La llegada de la columna del norte y cerca de Ia cual habían
sido disputados los doctores Del Valle, López e Irigoyen, al mando del general
Campos, nos llenó de satisfacción, pues a pesar. de los inconvenientes habían
salido con felicidad de los cuarteles los cuerpos, y llegaban al punto de
reunión sin haber hecho un tiro. Igual suerte habían tenido las demás fuerzas
que estaban en el Parque. Todo me revelaba que habíamos sorprendido
completamente al enemigo, que tal vez no se había apercibido del movimiento
revolucionario, y en esta creencia me confirmó la circunstancia de que las
fuerzas nuestras desarmaron y trajeron como prisioneros a los vigilantes y
rondines policiales que encontraron en Ia marcha.
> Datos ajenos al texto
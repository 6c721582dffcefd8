use axum::{
    extract::rejection::JsonRejection,
    http::StatusCode,
    response::{IntoResponse, Response},
    Json,
};
use shared::protocol::{RUN_FAILED_MESSAGE, RUN_TIMEOUT_MESSAGE};
use shared::ErrorResponse;
use std::time::Duration;
use tracing::{error, warn};

use crate::db::StoreError;
use crate::openai::AssistantApiError;

/// Every failure an endpoint can report. Status codes are chosen only here.
#[derive(Debug, thiserror::Error)]
pub enum AppError {
    #[error("Missing required fields: {}", .0.join(", "))]
    Validation(Vec<&'static str>),

    #[error("Invalid {0}")]
    InvalidField(&'static str),

    #[error("Invalid request body: {0}")]
    InvalidBody(String),

    #[error("{0} not found")]
    NotFound(&'static str),

    #[error("assistant API failure: {0}")]
    Upstream(String),

    #[error("storage failure: {0}")]
    Persistence(#[from] StoreError),

    #[error("assistant run did not finish within {0:?}")]
    Timeout(Duration),

    #[error("request cancelled")]
    Cancelled,
}

impl From<AssistantApiError> for AppError {
    fn from(err: AssistantApiError) -> Self {
        AppError::Upstream(err.to_string())
    }
}

impl From<JsonRejection> for AppError {
    fn from(rejection: JsonRejection) -> Self {
        AppError::InvalidBody(rejection.body_text())
    }
}

impl AppError {
    pub fn status(&self) -> StatusCode {
        match self {
            AppError::Validation(_) | AppError::InvalidField(_) | AppError::InvalidBody(_) => {
                StatusCode::BAD_REQUEST
            }
            AppError::NotFound(_) => StatusCode::NOT_FOUND,
            AppError::Upstream(_) | AppError::Persistence(_) => StatusCode::INTERNAL_SERVER_ERROR,
            AppError::Timeout(_) => StatusCode::GATEWAY_TIMEOUT,
            AppError::Cancelled => StatusCode::SERVICE_UNAVAILABLE,
        }
    }
}

impl IntoResponse for AppError {
    fn into_response(self) -> Response {
        let message = match &self {
            AppError::Validation(_)
            | AppError::InvalidField(_)
            | AppError::InvalidBody(_)
            | AppError::NotFound(_) => self.to_string(),
            AppError::Upstream(_) => {
                error!("{}", self);
                RUN_FAILED_MESSAGE.to_string()
            }
            AppError::Persistence(_) => {
                error!("{}", self);
                "Internal Server Error".to_string()
            }
            AppError::Timeout(_) => {
                warn!("{}", self);
                RUN_TIMEOUT_MESSAGE.to_string()
            }
            AppError::Cancelled => "Server is shutting down".to_string(),
        };

        (self.status(), Json(ErrorResponse { error: message })).into_response()
    }
}
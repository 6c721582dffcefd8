mod config;
mod db;
mod error;
mod executor;
mod extract;
mod handlers;
mod models;
mod openai;
mod orchestrator;
mod registry;
mod schema;
mod schema_format;
mod store;
mod visualization;

#[cfg(test)]
mod test_support;

use clap::Parser;
use std::sync::Arc;
use tokio_util::sync::CancellationToken;
use tower_http::{
    cors::{Any, CorsLayer},
    services::ServeDir,
    trace::TraceLayer,
};
use tracing_subscriber::{layer::SubscriberExt, util::SubscriberInitExt};

use crate::config::Config;
use crate::executor::AnalyticsDb;
use crate::openai::OpenAiClient;
use crate::orchestrator::Orchestrator;
use crate::registry::AssistantRegistry;
use crate::store::{ChatStore, PgStore};

#[derive(Parser, Debug, Clone)]
#[command(name = "sql-agent-backend")]
#[command(about = "SQL agent backend server")]
struct Args {
    /// Path to frontend dist directory to serve
    #[arg(long, default_value = "frontend/dist")]
    frontend_dist: String,

    /// Do not apply pending migrations on start-up
    #[arg(long)]
    skip_migrations: bool,
}

pub struct AppState {
    pub registry: AssistantRegistry,
    pub chats: Arc<dyn ChatStore>,
    pub orchestrator: Orchestrator,
    /// Fired on shutdown; in-flight turns stop polling
    pub shutdown: CancellationToken,
}

#[tokio::main]
async fn main() -> anyhow::Result<()> {
    // Parse CLI arguments
    let args = Args::parse();

    // Initialize tracing
    tracing_subscriber::registry()
        .with(
            tracing_subscriber::EnvFilter::try_from_default_env()
                .unwrap_or_else(|_| "sql_agent_backend=debug,tower_http=debug".into()),
        )
        .with(tracing_subscriber::fmt::layer())
        .init();

    // Load environment variables
    dotenvy::dotenv().ok();
    let config = Config::from_env()?;

    // Record store and analytics database
    let pool = db::create_pool(&config.database_url)?;
    let analytics_pool = db::create_pool(&config.analytics_database_url)?;

    if args.skip_migrations {
        tracing::warn!("Skipping database migrations");
    } else {
        for migration in db::run_migrations(&pool)? {
            tracing::info!("Applied migration {}", migration);
        }
    }

    let api = Arc::new(OpenAiClient::new(
        &config.openai_base_url,
        &config.openai_api_key,
    )?);
    let store = Arc::new(PgStore::new(pool));
    let executor = Arc::new(AnalyticsDb::new(analytics_pool));
    let shutdown = CancellationToken::new();

    let app_state = Arc::new(AppState {
        registry: AssistantRegistry::new(store.clone(), api.clone(), config.default_model.clone()),
        chats: store,
        orchestrator: Orchestrator::new(api, executor, config.poll_policy),
        shutdown: shutdown.clone(),
    });

    // Setup CORS
    let cors = CorsLayer::new()
        .allow_origin(Any)
        .allow_methods(Any)
        .allow_headers(Any);

    let mut app = handlers::router(app_state);

    // Serve frontend static files if path exists
    if std::path::Path::new(&args.frontend_dist).exists() {
        tracing::info!("Serving frontend from: {}", args.frontend_dist);
        app = app.nest_service("/app", ServeDir::new(&args.frontend_dist));
    } else {
        tracing::warn!("Frontend dist not found at: {}", args.frontend_dist);
    }

    let app = app.layer(TraceLayer::new_for_http()).layer(cors);

    // Run the server
    let addr = format!("{}:{}", config.host, config.port);
    let listener = tokio::net::TcpListener::bind(&addr).await?;
    tracing::info!("Listening on {}", listener.local_addr()?);

    axum::serve(listener, app)
        .with_graceful_shutdown(shutdown_signal(shutdown))
        .await?;

    Ok(())
}

async fn shutdown_signal(shutdown: CancellationToken) {
    if let Err(e) = tokio::signal::ctrl_c().await {
        tracing::error!("Failed to listen for shutdown signal: {}", e);
        std::future::pending::<()>().await;
    }
    tracing::info!("Shutting down");
    shutdown.cancel();
}
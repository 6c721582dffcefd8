use axum::{
    extract::{rejection::JsonRejection, Path, State},
    http::StatusCode,
    Json,
};
use shared::{AssistantInfo, CreateAssistantRequest, CreateAssistantResponse};
use std::sync::Arc;

use crate::{error::AppError, AppState};

pub async fn create_assistant(
    State(app_state): State<Arc<AppState>>,
    body: Result<Json<CreateAssistantRequest>, JsonRejection>,
) -> Result<(StatusCode, Json<CreateAssistantResponse>), AppError> {
    let Json(req) = body?;
    let assistant = app_state.registry.create(req).await?;

    Ok((
        StatusCode::CREATED,
        Json(CreateAssistantResponse {
            message: "Assistant created successfully".to_string(),
            assistant: assistant.to_info(),
        }),
    ))
}

pub async fn list_assistants(
    State(app_state): State<Arc<AppState>>,
) -> Result<Json<Vec<AssistantInfo>>, AppError> {
    let assistants = app_state.registry.list().await?;
    Ok(Json(assistants.iter().map(|a| a.to_info()).collect()))
}

pub async fn get_assistant(
    State(app_state): State<Arc<AppState>>,
    Path(assistant_id): Path<String>,
) -> Result<Json<AssistantInfo>, AppError> {
    let assistant = app_state.registry.get(&assistant_id).await?;
    Ok(Json(assistant.to_info()))
}

/// Soft delete: the remote assistant is left in place
pub async fn delete_assistant(
    State(app_state): State<Arc<AppState>>,
    Path(assistant_id): Path<String>,
) -> Result<StatusCode, AppError> {
    app_state.registry.delete(&assistant_id).await?;
    Ok(StatusCode::NO_CONTENT)
}
//! Turns user-supplied table descriptions into assistant instructions

use shared::protocol::NO_SCHEMA_PLACEHOLDER;
use shared::{ColumnDescriptor, ColumnRole, TableDescriptor};

/// Render tables as a numbered, human-readable schema listing.
///
/// Returns [`NO_SCHEMA_PLACEHOLDER`] when there is nothing to describe.
pub fn format_table_schema(tables: &[TableDescriptor]) -> String {
    if tables.is_empty() {
        return NO_SCHEMA_PLACEHOLDER.to_string();
    }

    tables
        .iter()
        .enumerate()
        .map(|(index, table)| {
            let columns = table
                .columns
                .iter()
                .map(format_column)
                .collect::<Vec<_>>()
                .join("\n  ");
            format!(
                "{}. Table: {}\n  Columns:\n  {}",
                index + 1,
                table.table_name,
                columns
            )
        })
        .collect::<Vec<_>>()
        .join("\n\n")
}

fn format_column(column: &ColumnDescriptor) -> String {
    let mut line = column.column_name.clone();
    if let Some(data_type) = column.data_type {
        line.push_str(": ");
        line.push_str(data_type.as_str());
    }
    match column.role {
        ColumnRole::Primary => line.push_str(" (Primary Key)"),
        ColumnRole::Foreign => line.push_str(" (Foreign Key)"),
        ColumnRole::None => {}
    }
    line
}

/// System instructions for a SQL-generating assistant over the given schema text
pub fn generate_instructions(schema_description: &str) -> String {
    format!(
        r#"You are an AI assistant specializing in SQL query generation for database analytics.
Your task is to generate SQL queries based on user prompts. Do not perform calculations; instead, provide the appropriate SQL query to fetch the required data.

Always return your responses as an array of objects like this:
[
  {{"query_description": "SQL Query"}},
  {{"another_query": "SQL Query"}}
]

You should provide only the SQL query needed to extract the relevant data, without performing any calculations yourself.

When you are given query results, answer the user's question from that data. If the answer suits a chart, reply with an object of the form {{ "title": "...", "insight": "...", "data": [{{ "label": "...", "value": 0 }}] }}.

Here is the database schema:
{}

Use this schema to generate appropriate SQL queries in response to user queries."#,
        schema_description
    )
}
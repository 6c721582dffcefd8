//! API request/response types and endpoint paths
//!
//! Field names follow the browser client's camelCase form payloads; the
//! `assistant_id` and `thread_id` keys keep their snake_case spelling because
//! the client reads them back verbatim.

use chrono::NaiveDateTime;
use serde::{Deserialize, Deserializer, Serialize};

use crate::{
    deserialize_lenient_tables, ContentBlock, HistoryMessage, QueryResults, TableDescriptor,
    Visualization,
};

/// Body of `POST /api/v1/assistants`
#[derive(Debug, Clone, Default, Serialize, Deserialize)]
#[serde(rename_all = "camelCase")]
pub struct CreateAssistantRequest {
    #[serde(default, deserialize_with = "deserialize_scalar_string")]
    pub agent_name: Option<String>,
    #[serde(default, deserialize_with = "deserialize_scalar_string")]
    pub sql_username: Option<String>,
    #[serde(default, deserialize_with = "deserialize_scalar_string")]
    pub sql_password: Option<String>,
    /// Ignored: instructions are always generated from the tables
    #[serde(default, deserialize_with = "deserialize_scalar_string")]
    pub instructions: Option<String>,
    #[serde(default, deserialize_with = "deserialize_scalar_string")]
    pub description: Option<String>,
    #[serde(default, deserialize_with = "deserialize_scalar_string")]
    pub photo_option: Option<String>,
    #[serde(default, deserialize_with = "deserialize_lenient_tables")]
    pub tables: Vec<TableDescriptor>,
    #[serde(default, deserialize_with = "deserialize_string_or_list")]
    pub assistant_types: Vec<String>,
    #[serde(default, deserialize_with = "deserialize_scalar_string")]
    pub user_selected_model: Option<String>,
}

/// Form fields arrive as whatever the client had at hand: numbers and booleans
/// are taken as their text, anything else counts as absent
fn deserialize_scalar_string<'de, D>(deserializer: D) -> Result<Option<String>, D::Error>
where
    D: Deserializer<'de>,
{
    Ok(match Option::<serde_json::Value>::deserialize(deserializer)? {
        Some(serde_json::Value::String(s)) => Some(s),
        Some(serde_json::Value::Number(n)) => Some(n.to_string()),
        Some(serde_json::Value::Bool(b)) => Some(b.to_string()),
        _ => None,
    })
}

fn deserialize_string_or_list<'de, D>(deserializer: D) -> Result<Vec<String>, D::Error>
where
    D: Deserializer<'de>,
{
    #[derive(Deserialize)]
    #[serde(untagged)]
    enum OneOrMany {
        One(String),
        Many(Vec<String>),
    }

    Ok(match Option::<OneOrMany>::deserialize(deserializer)? {
        Some(OneOrMany::One(s)) if s.is_empty() => Vec::new(),
        Some(OneOrMany::One(s)) => vec![s],
        Some(OneOrMany::Many(list)) => list,
        None => Vec::new(),
    })
}

/// A stored agent as exposed over the API. The SQL password is never included.
#[derive(Debug, Clone, PartialEq, Serialize, Deserialize)]
#[serde(rename_all = "camelCase")]
pub struct AssistantInfo {
    #[serde(rename = "assistant_id")]
    pub assistant_id: String,
    pub agent_name: String,
    pub sql_username: String,
    pub instructions: String,
    pub description: String,
    pub photo_option: String,
    pub tables: Vec<TableDescriptor>,
    pub assistant_types: Vec<String>,
    pub user_selected_model: String,
    pub created_at: NaiveDateTime,
    pub updated_at: NaiveDateTime,
}

#[derive(Debug, Clone, Serialize, Deserialize)]
pub struct CreateAssistantResponse {
    pub message: String,
    pub assistant: AssistantInfo,
}

/// Body of `POST /api/v1/assistants/:assistantId/chat`
#[derive(Debug, Clone, Default, Serialize, Deserialize)]
pub struct ChatRequest {
    #[serde(default)]
    pub question: String,
    #[serde(default, alias = "threadId", alias = "threadID")]
    pub thread_id: Option<String>,
}

impl ChatRequest {
    /// The caller-supplied thread id, if it is usable
    pub fn existing_thread(&self) -> Option<&str> {
        self.thread_id
            .as_deref()
            .map(str::trim)
            .filter(|id| !id.is_empty() && *id != "null" && *id != "undefined")
    }
}

#[derive(Debug, Clone, Serialize, Deserialize)]
pub struct ChatResponse {
    pub response: Vec<ContentBlock>,
    pub thread_id: String,
    #[serde(default, skip_serializing_if = "QueryResults::is_empty")]
    pub query_results: QueryResults,
    #[serde(default, skip_serializing_if = "Option::is_none")]
    pub visualization: Option<Visualization>,
}

#[derive(Debug, Clone, Serialize, Deserialize)]
pub struct ChatHistoryResponse {
    pub thread_id: String,
    pub messages: Vec<HistoryMessage>,
}

/// JSON error body returned by every failing endpoint
#[derive(Debug, Clone, Serialize, Deserialize)]
pub struct ErrorResponse {
    pub error: String,
}

/// API endpoint paths
pub mod endpoints {
    pub const HEALTH: &str = "/";
    pub const ASSISTANTS: &str = "/api/v1/assistants";
    pub const ASSISTANTS_ALL: &str = "/api/v1/assistants/all";

    pub fn assistant(id: &str) -> String {
        format!("/api/v1/assistants/{}", id)
    }

    pub fn assistant_chat(id: &str) -> String {
        format!("/api/v1/assistants/{}/chat", id)
    }

    pub fn assistant_chat_history(id: &str, thread_id: &str) -> String {
        format!("/api/v1/assistants/{}/chats/{}", id, thread_id)
    }
}
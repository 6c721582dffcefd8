//! Agent definitions: validation, remote creation and local bookkeeping

use shared::CreateAssistantRequest;
use std::sync::Arc;
use tracing::{info, warn};

use crate::error::AppError;
use crate::models::{Assistant, NewAssistant};
use crate::openai::AssistantApi;
use crate::schema_format::{format_table_schema, generate_instructions};
use crate::store::AssistantStore;

/// Names of the required create fields that are absent or empty, in declaration order
pub fn missing_fields(req: &CreateAssistantRequest) -> Vec<&'static str> {
    let required = [
        ("agentName", &req.agent_name),
        ("sqlUsername", &req.sql_username),
        ("sqlPassword", &req.sql_password),
    ];

    required
        .into_iter()
        .filter(|(_, value)| value.as_deref().map_or(true, str::is_empty))
        .map(|(name, _)| name)
        .collect()
}

pub struct AssistantRegistry {
    store: Arc<dyn AssistantStore>,
    api: Arc<dyn AssistantApi>,
    default_model: String,
}

impl AssistantRegistry {
    pub fn new(
        store: Arc<dyn AssistantStore>,
        api: Arc<dyn AssistantApi>,
        default_model: impl Into<String>,
    ) -> Self {
        Self {
            store,
            api,
            default_model: default_model.into(),
        }
    }

    /// Create the remote assistant, then record it locally.
    ///
    /// Not idempotent: every call mints a new remote assistant.
    pub async fn create(&self, req: CreateAssistantRequest) -> Result<Assistant, AppError> {
        let missing = missing_fields(&req);
        if !missing.is_empty() {
            return Err(AppError::Validation(missing));
        }

        if req.tables.is_empty() {
            warn!("Creating agent without a usable table description");
        }
        let instructions = generate_instructions(&format_table_schema(&req.tables));

        let agent_name = req.agent_name.unwrap_or_default();
        let model = req
            .user_selected_model
            .filter(|m| !m.is_empty())
            .unwrap_or_else(|| self.default_model.clone());

        let remote = self
            .api
            .create_assistant(&agent_name, &instructions, &model)
            .await?;
        let assistant_id = remote.id.filter(|id| !id.is_empty()).ok_or_else(|| {
            AppError::Upstream("assistant creation returned no id".to_string())
        })?;
        info!(
            "Created remote assistant {} ({:?}, model {:?})",
            assistant_id, remote.name, remote.model
        );

        let record = NewAssistant {
            assistant_id,
            agent_name,
            sql_username: req.sql_username.unwrap_or_default(),
            sql_password: req.sql_password.unwrap_or_default(),
            instructions,
            description: req.description.unwrap_or_default(),
            photo_option: req.photo_option.unwrap_or_default(),
            tables: serde_json::to_value(&req.tables).unwrap_or_default(),
            assistant_types: serde_json::to_value(&req.assistant_types).unwrap_or_default(),
            user_selected_model: model,
        };

        Ok(self.store.insert(record).await?)
    }

    pub async fn list(&self) -> Result<Vec<Assistant>, AppError> {
        Ok(self.store.list_active().await?)
    }

    pub async fn get(&self, assistant_id: &str) -> Result<Assistant, AppError> {
        self.store
            .find_active(assistant_id)
            .await?
            .ok_or(AppError::NotFound("Assistant"))
    }

    pub async fn delete(&self, assistant_id: &str) -> Result<(), AppError> {
        if self.store.soft_delete(assistant_id).await? {
            info!("Soft-deleted assistant {}", assistant_id);
            Ok(())
        } else {
            Err(AppError::NotFound("Assistant"))
        }
    }
}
El comandante Ramón Falcón,
que estaba autorizado para representar al jefe de policía y tomar el mando de
los vigilantes, caso de no encontrarse el jefe en la Central, si llegaba a
estallar un movimiento revolucionario, sintiendo algún rumor extraño se
presentó al Parque a tomar el mando de las fuerzas que lo guarnecían. Se le
dijo que sé aceptaría sus servicios si venía a plegarse a la revolución contra
Juárez, y como protestara contra la invitación, pasó preso y desarmado a una
pieza interior. Esto me demostraba que el movimiento se hacía con toda suerte,
y que en una o dos horas más dominaríamos toda ciudad, ejecutando el plan de
campaña aprobado por la Junta anteriormente.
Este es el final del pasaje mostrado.